Le petit cheval a commencé par témoigner d’intentions saugrenues : il a secoué d’un talus à l’autre la voiture légère, a foncé, tête basse, contre les chiens et les poules qui s’attardaient sur le chemin, s’est arrêté pour croquer de jeunes pousses de bambou pointant le long des haïes. Il s’est montré capricieux et parfaitement insupportable, mais la mèche du fouet, caressant sa crinière hirsute, a calmé ces velléités d’indépendance et de fantaisie. Il trotte maintenant avec sagesse, la croupe ondulant régulièrement de droite et de gauche, les oreilles relevées :
— Belle soirée ! déclare l’Aïeul, allumant sa pipe.
— Belle soirée ! répète avec conviction Hiên, tenant comme un cierge le fouet qu’on lui remit pendant l’allumage de la pipe.
Belle soirée, en effet, parfumée et rafraîchie par la brise venue des montagnes d’Annam, dont l’azur s’assombrit sous le ciel rose. Devant les boutiques du marché, de vieux Chinois ridés, la petite tresse enroulée sur le front, sont assis sur des escabeaux de bambou et bavardent ; une Cantonaise chemine péniblement sur le trottoir, heurte les minuscules pointes de ses sabots peints aux briques bossues. Des garçonnets jouent au bacouan avec des sapèques, et les petites filles, debout derrière leurs futurs seigneurs et maîtres, contemplent avec des yeux de convoitise les piécettes de cuivre percées d’un trou carré. Un milicien fait les cent pas dans la halle déserte, donnant en spectacle aux seuls moineaux des gouttières ses airs solennels de gendarme en faction et ses beaux mollets saillants sous les bandes de cotonnade bleue.
Des congaï jacassent comme des perruches devant l’étalage d’un bazar hindou. L’Aïeul s’amuse des œillades qu’elles lui décochent à l’ombre de leurs mouchoirs de soie rouge, des poses habilement calculées pour faire bomber sous la tunique noire les jeunes poitrines et les hanches pointues et pour faire valoir sous le pantalon flottant les pieds menus pris dans des mules de velours brodé.
— Même chose madame français ! murmure-t-il, empruntant à ces demoiselles faciles leur jargon coutumier.
Le quartier est très mal fréquenté : après les congaï, voici les mousmés. Fardées, poudrées, une fleur piquée dans les coques luisantes et artistement échafaudées, elles rappellent à s’y méprendre les poupées japonaises vendues à la douzaine sur les quais de Marseille, à cela près que les kimonos à fleurs et à personnages sont de crêpe de Chine. Difformes avec la haute ceinture à nœud bouffant sur les reins, elles sont rangées en file paisible et rieuse sur l’obligatoire canapé de bambou, attendant le client sans dégoût ni joie, honnêtes commerçantes, en somme, qui jugent que leur métier en vaut bien d’autres et n’est pas moins honorable.

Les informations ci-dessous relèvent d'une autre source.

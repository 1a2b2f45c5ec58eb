//! Event-count histogram over record timestamps.
//!
//! The viewer draws the output as a sparkline above the list; everything here is plain data so
//! it can be tested without a terminal.

use crate::record::LogRecord;
use chrono::DateTime;
use std::sync::Arc;

#[derive(Debug, Clone, Copy, PartialEq)]
pub struct TimeRange {
    pub min: f64,
    pub max: f64,
}

/// Half-open `[start, end)` interval in epoch milliseconds. The last bucket also holds `end`.
#[derive(Debug, Clone, Copy, PartialEq)]
pub struct TimeBucket {
    pub start: f64,
    pub end: f64,
}

#[derive(Debug, Clone, Copy, PartialEq)]
pub struct BucketCount {
    pub bucket: TimeBucket,
    pub count: u64,
}

/// Earliest and latest timestamps, or `None` for an empty slice.
pub fn time_range(records: &[Arc<LogRecord>]) -> Option<TimeRange> {
    records.iter().map(|r| r.timestamp_ms()).fold(None, |range, t| {
        Some(match range {
            None => TimeRange { min: t, max: t },
            Some(TimeRange { min, max }) => TimeRange {
                min: min.min(t),
                max: max.max(t),
            },
        })
    })
}

/// Split `[min, max]` into `count` equal buckets. A zero-width range is widened to 1ms.
pub fn create_buckets(min: f64, max: f64, count: usize) -> Vec<TimeBucket> {
    if count == 0 {
        return Vec::new();
    }
    let width = (max - min).max(1.0) / count as f64;
    (0..count)
        .map(|i| {
            let start = min + width * i as f64;
            TimeBucket {
                start,
                end: start + width,
            }
        })
        .collect()
}

/// Count records per bucket. Timestamps outside the buckets' span are ignored.
pub fn assign_to_buckets(records: &[Arc<LogRecord>], buckets: &[TimeBucket]) -> Vec<BucketCount> {
    let mut counts: Vec<BucketCount> = buckets
        .iter()
        .map(|&bucket| BucketCount { bucket, count: 0 })
        .collect();
    let (Some(first), Some(last)) = (buckets.first(), buckets.last()) else {
        return counts;
    };
    let width = first.end - first.start;

    for time in records.iter().map(|r| r.timestamp_ms()) {
        if time < first.start || time > last.end || width <= 0.0 {
            continue;
        }
        let slot = (((time - first.start) / width) as usize).min(counts.len() - 1);
        counts[slot].count += 1;
    }
    counts
}

/// Evenly spaced axis labels from 0 covering `max`, using 1/2/5 steps.
///
/// At most `tick_count` intervals; `[0]` when `max` is 0.
pub fn y_axis_ticks(max: u64, tick_count: usize) -> Vec<u64> {
    if max == 0 || tick_count < 2 {
        return vec![0];
    }
    let rough = max as f64 / (tick_count - 1) as f64;
    let magnitude = 10f64.powf(rough.log10().floor());
    let normalized = rough / magnitude;
    let nice = if normalized <= 1.0 {
        1.0
    } else if normalized <= 2.0 {
        2.0
    } else if normalized <= 5.0 {
        5.0
    } else {
        10.0
    };
    let step = ((nice * magnitude) as u64).max(1);
    let top = max.div_ceil(step) * step;
    (0..=top / step).map(|i| i * step).collect()
}

/// `HH:MM:SS` label for an axis position.
pub fn format_axis_time(ms: f64) -> String {
    DateTime::from_timestamp_millis(ms as i64)
        .map(|dt| dt.format("%H:%M:%S").to_string())
        .unwrap_or_default()
}

/// Everything the timeline widget draws.
#[derive(Debug, Clone, PartialEq)]
pub struct Histogram {
    pub buckets: Vec<BucketCount>,
    pub ticks: Vec<u64>,
}

impl Histogram {
    pub fn build(records: &[Arc<LogRecord>], bucket_count: usize) -> Option<Self> {
        let range = time_range(records)?;
        let buckets = assign_to_buckets(records, &create_buckets(range.min, range.max, bucket_count));
        let max = buckets.iter().map(|b| b.count).max().unwrap_or(0);
        Some(Self {
            buckets,
            ticks: y_axis_ticks(max, 5),
        })
    }

    pub fn counts(&self) -> Vec<u64> {
        self.buckets.iter().map(|b| b.count).collect()
    }

    /// Largest tick, used as the chart's ceiling.
    pub fn ceiling(&self) -> u64 {
        self.ticks.last().copied().unwrap_or(0).max(1)
    }

    pub fn span(&self) -> Option<TimeRange> {
        Some(TimeRange {
            min: self.buckets.first()?.bucket.start,
            max: self.buckets.last()?.bucket.end,
        })
    }
}
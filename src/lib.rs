//! # ndjview - Streaming NDJSON Log Viewer
//!
//! A terminal viewer for newline-delimited JSON logs that starts showing records while the
//! response is still arriving, renders only the rows on screen, and filters in a background
//! task without stalling the display.
//!
//! ## Features
//!
//! - **Incremental Parsing**: Byte chunks are split on newlines with partial lines carried
//!   across chunk boundaries; malformed lines are skipped
//! - **Abortable Sessions**: Every load can be cancelled or retried, with time-to-first-byte
//!   and time-to-first-render marks
//! - **Windowed Rendering**: Only the visible rows plus overscan are laid out, over a
//!   measured-height index
//! - **Background Search**: A worker task owns its own index and answers tagged requests;
//!   stale replies are discarded
//!
//! ## Architecture
//!
//! - [`stream`] - Chunk parser, byte sources and the session controller
//! - [`store`] - Append-only record sequence
//! - [`window`] - Height index and the virtualization engine
//! - [`search`] - Search worker protocol, coordinator and query debouncing
//! - [`timeline`] - Time histogram over the loaded records
//! - [`render::ui`](crate::render::ui) - Terminal user interface components
//! - [`app`] - Application core and component coordination

// Core modules
pub mod config;
pub mod error;
pub mod metrics;
pub mod record;
pub mod store;

// Ingestion, layout and search
pub mod search;
pub mod stream;
pub mod timeline;
pub mod window;

// Terminal front end
pub mod app;
pub mod input;
pub mod render;

// Re-export commonly used types for convenience
pub use error::{NdjviewError, Result};

// Public API surface for external usage
pub use app::Application;
pub use config::ViewerConfig;
pub use record::LogRecord;
pub use search::SearchCoordinator;
pub use store::LogStore;
pub use stream::StreamController;
pub use window::{compute_window, Virtualizer, Window};

// Version information
pub const VERSION: &str = env!("CARGO_PKG_VERSION");
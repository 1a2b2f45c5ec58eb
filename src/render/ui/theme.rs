//! Color theme using ratatui colors directly.

use ratatui::style::{Color, Modifier, Style};

#[derive(Debug, Clone)]
pub struct ColorTheme {
    /// Normal text color (None uses terminal default)
    pub normal_text: Option<Color>,

    pub error_level: Color,
    pub warn_level: Color,
    pub info_level: Color,
    pub debug_level: Color,

    /// Row under the cursor
    pub selection: Style,

    /// Continuation lines of an expanded row
    pub detail: Style,

    pub status_bg: Color,
    pub status_fg: Color,

    /// Status line when the session failed
    pub error_text: Color,

    pub timeline: Color,
}

impl Default for ColorTheme {
    fn default() -> Self {
        Self {
            normal_text: None,
            error_level: Color::Red,
            warn_level: Color::Yellow,
            info_level: Color::Green,
            debug_level: Color::DarkGray,
            selection: Style::default().add_modifier(Modifier::REVERSED),
            detail: Style::default().fg(Color::Gray),
            status_bg: Color::Blue,
            status_fg: Color::White,
            error_text: Color::Red,
            timeline: Color::Cyan,
        }
    }
}

impl ColorTheme {
    /// Theme for terminals without color support.
    pub fn monochrome() -> Self {
        Self {
            normal_text: None,
            error_level: Color::Reset,
            warn_level: Color::Reset,
            info_level: Color::Reset,
            debug_level: Color::Reset,
            selection: Style::default().add_modifier(Modifier::REVERSED),
            detail: Style::default(),
            status_bg: Color::Black,
            status_fg: Color::White,
            error_text: Color::White,
            timeline: Color::Reset,
        }
    }

    /// Style for a row given its lowercase `level` field.
    pub fn level_style(&self, level: Option<&str>) -> Style {
        let base = match self.normal_text {
            Some(color) => Style::default().fg(color),
            None => Style::default(),
        };
        match level {
            Some("error" | "fatal" | "critical") => base.fg(self.error_level),
            Some("warn" | "warning") => base.fg(self.warn_level),
            Some("info") => base.fg(self.info_level),
            Some("debug" | "trace") => base.fg(self.debug_level),
            _ => base,
        }
    }

    pub fn status_style(&self, failed: bool) -> Style {
        let fg = if failed {
            self.error_text
        } else {
            self.status_fg
        };
        Style::default().bg(self.status_bg).fg(fg)
    }
}

#[cfg(test)]
mod tests {
    use super::*;

    #[test]
    fn levels_map_to_colors() {
        let theme = ColorTheme::default();
        assert_eq!(theme.level_style(Some("error")).fg, Some(Color::Red));
        assert_eq!(theme.level_style(Some("warning")).fg, Some(Color::Yellow));
        assert_eq!(theme.level_style(Some("info")).fg, Some(Color::Green));
        assert_eq!(theme.level_style(Some("custom")).fg, None);
        assert_eq!(theme.level_style(None).fg, None);
    }

    #[test]
    fn status_turns_red_on_failure() {
        let theme = ColorTheme::default();
        assert_eq!(theme.status_style(false).fg, Some(Color::White));
        assert_eq!(theme.status_style(true).fg, Some(Color::Red));
        assert_eq!(theme.status_style(true).bg, Some(Color::Blue));
    }

    #[test]
    fn monochrome_has_no_level_colors() {
        let theme = ColorTheme::monochrome();
        assert_eq!(theme.level_style(Some("error")).fg, Some(Color::Reset));
        assert_eq!(theme.status_bg, Color::Black);
    }
}
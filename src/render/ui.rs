//! Terminal rendering components: the renderer trait, per-frame view state, the ratatui
//! implementation and its color theme.

pub mod renderer;
pub mod state;
pub mod terminal;
pub mod theme;

pub use renderer::UIRenderer;
pub use state::{format_bytes, wrap_text, RowView, StatusLine, ViewState};
pub use terminal::TerminalUI;
pub use theme::ColorTheme;

#[cfg(test)]
pub use renderer::tests::MockUIRenderer;
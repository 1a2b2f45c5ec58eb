//! Renderer seam between the application loop and the terminal.

use crate::error::Result;
use crate::render::ui::state::ViewState;

/// Draws frames and owns the terminal lifecycle.
pub trait UIRenderer {
    /// Draw one frame. Returns whether any record row was drawn.
    fn render(&mut self, view_state: &ViewState) -> Result<bool>;

    /// Enter raw mode and the alternate screen
    fn initialize(&mut self) -> Result<()>;

    /// Restore the terminal
    fn cleanup(&mut self) -> Result<()>;

    /// (width, height)
    fn get_terminal_size(&self) -> Result<(u16, u16)>;
}
use async_trait::async_trait;
use serde::Serialize;
use std::collections::BTreeMap;
use std::sync::Arc;

use crate::config::{AppLogConfig, RESOURCE_KIND};
use crate::error::AppLogError;
use crate::logging::LogEntry;

const MAX_LOG_NAME_LEN: usize = 512;

/// The deployment a log stream describes.
#[derive(Debug, Clone, PartialEq, Eq, Serialize)]
pub struct MonitoredResource {
    #[serde(rename = "type")]
    pub kind: String,
    pub labels: BTreeMap<String, String>,
}

impl MonitoredResource {
    pub fn new(kind: impl Into<String>, labels: BTreeMap<String, String>) -> Self {
        Self {
            kind: kind.into(),
            labels,
        }
    }

    /// `gae_app` resource labelled with the configured service, version and project.
    pub fn from_config(config: &AppLogConfig) -> Self {
        Self::new(RESOURCE_KIND, config.labels())
    }
}

/// A named remote log stream. Shared by every request that passes through
/// one wrapped handler, so implementations must tolerate concurrent calls.
pub trait LogStream: Send + Sync + 'static {
    /// Hand off one entry. Must not block on the network.
    fn log(&self, entry: LogEntry);
}

/// Opens log streams on a logging backend.
#[async_trait]
pub trait LogClient: Send + Sync {
    async fn open_stream(
        &self,
        parent: &str,
        name: &str,
        resource: MonitoredResource,
    ) -> Result<Arc<dyn LogStream>, AppLogError>;
}

/// Full resource name of a stream, `<parent>/logs/<name>`, with `/` in
/// `name` percent-encoded as the log id requires.
pub fn log_name(parent: &str, name: &str) -> String {
    format!("{parent}/logs/{}", name.replace('/', "%2F"))
}

/// Reject stream names a logging backend would refuse.
pub fn validate_log_name(name: &str) -> Result<(), AppLogError> {
    if name.is_empty() || name.len() > MAX_LOG_NAME_LEN {
        return Err(AppLogError::connect(
            name,
            format!("log name must be 1..={MAX_LOG_NAME_LEN} bytes"),
        ));
    }
    if let Some(c) = name
        .chars()
        .find(|c| !(c.is_ascii_alphanumeric() || matches!(*c, '/' | '_' | '-' | '.')))
    {
        return Err(AppLogError::connect(
            name,
            format!("invalid character {c:?} in log name"),
        ));
    }
    Ok(())
}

De bons rires animent les petits yeux bridés et creusent des fossettes dans les grosses joues peintes. Hiên soupçonne que ces gamines se moquent de lui et leur jette un mauvais regard de bouledogue hargneux et qui montre ses dents. La colère visible de cet impayable groom redouble l’hilarité qui devient suraiguë. Annibal s’en émeut, et, couchant les oreilles, emporte en trois temps de galop le panier vers des allées plus calmes.
La vie annamite bruit derrière le rideau de bananiers : querelles de ménagères, grognements de porcs, plaintes d’enfants, aboiements de chiens errants, gémissements de guitares, ronflements de tam-tams, tintements de clochettes dans les pagodes, dont les dragons émaillés contemplent par-dessus les larges feuilles retombantes, l’avenue qui s’obscurcit. Au seuil des maisons de thé, des rhapsodes aveugles raclent du violon à deux cordes et psalmodient les couplets innombrables d’une romance populaire, s’interrompant pour clamer d’éloquents appels à la pitié des consommateurs. Ceux-ci, rebelles à l’attendrissement, continuent de savourer leurs tasses de thé. L’Aïeul lance aux chanteurs une poignée de sous qui sonnent dans l’écuelle de fer-blanc et Hiên le Maboul s’émerveille en silence de la générosité de son maître.